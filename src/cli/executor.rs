//! Dispatches a parsed command line to its handler.

use super::handlers::{MigrateCommandHandler, SeedCommandHandler, ServeCommandHandler};
use super::parser::{Cli, Commands};
use crate::config::{Environment, Settings};
use crate::error::{AppError, AppResult};

/// Runs the selected subcommand; no subcommand means `serve`.
pub async fn execute_command(cli: &Cli, settings: Settings) -> AppResult<()> {
    cli.validate().map_err(|reason| AppError::Validation {
        field: "cli_arguments".to_string(),
        reason,
    })?;
    warn_on_risky_args(cli);

    match &cli.command {
        Some(Commands::Serve { dry_run, .. }) => {
            ServeCommandHandler::new(settings).execute(*dry_run).await
        }
        None => ServeCommandHandler::new(settings).execute(false).await,
        Some(Commands::Migrate { dry_run, rollback }) => {
            MigrateCommandHandler::new(settings)
                .execute(*dry_run, *rollback)
                .await
        }
        Some(Commands::Seed) => {
            let environment = cli.env.unwrap_or_else(Environment::from_env);
            SeedCommandHandler::new(settings, environment)
                .execute()
                .await
                .map(|_| ())
        }
    }
}

fn warn_on_risky_args(cli: &Cli) {
    match &cli.command {
        Some(Commands::Serve {
            host: Some(host),
            port: Some(port),
            ..
        }) if *port < 1024 && host == "0.0.0.0" => {
            tracing::warn!(port, "Binding to a privileged port usually requires root");
        }
        Some(Commands::Migrate {
            rollback: Some(steps),
            ..
        }) if *steps > 50 => {
            tracing::warn!(steps, "Large rollback requested");
        }
        _ => {}
    }
}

**TASK REQUIREMENTS:** Return every line above exactly.

**YOUR SOLUTION:**
filename src/cli/executor.rs
//! Dispatches a parsed command line to its handler.

use super::handlers::{MigrateCommandHandler, SeedCommandHandler, ServeCommandHandler};
use super::parser::{Cli, Commands};
use crate::config::{Environment, Settings};
use crate::error::{AppError, AppResult};

/// Runs the selected subcommand; no subcommand means `serve`.
pub async fn execute_command(cli: &Cli, settings: Settings) -> AppResult<()> {
    cli.validate().map_err(|reason| AppError::Validation {
        field: "cli_arguments".to_string(),
        reason,
    })?;
    warn_on_risky_args(cli);

    match &cli.command {
        Some(Commands::Serve { dry_run, .. }) => {
            ServeCommandHandler::new(settings).execute(*dry_run).await
        }
        None => ServeCommandHandler::new(settings).execute(false).await,
        Some(Commands::Migrate { dry_run, rollback }) => {
            MigrateCommandHandler::new(settings)
                .execute(*dry_run, *rollback)
                .await
        }
        Some(Commands::Seed) => {
            let environment = cli.env.unwrap_or_else(Environment::from_env);
            SeedCommandHandler::new(settings, environment)
                .execute()
                .await
                .map(|_| ())
        }
    }
}

fn warn_on_risky_args(cli: &Cli) {
    match &cli.command {
        Some(Commands::Serve {
            host: Some(host),
            port: Some(port),
            ..
        }) if *port < 1024 && host == "0.0.0.0" => {
            tracing::warn!(port, "Binding to a privileged port usually requires root");
        }
        Some(Commands::Migrate {
            rollback: Some(steps),
            ..
        }) if *steps > 50 => {
            tracing::warn!(steps, "Large rollback requested");
        }
        _ => {}
    }
}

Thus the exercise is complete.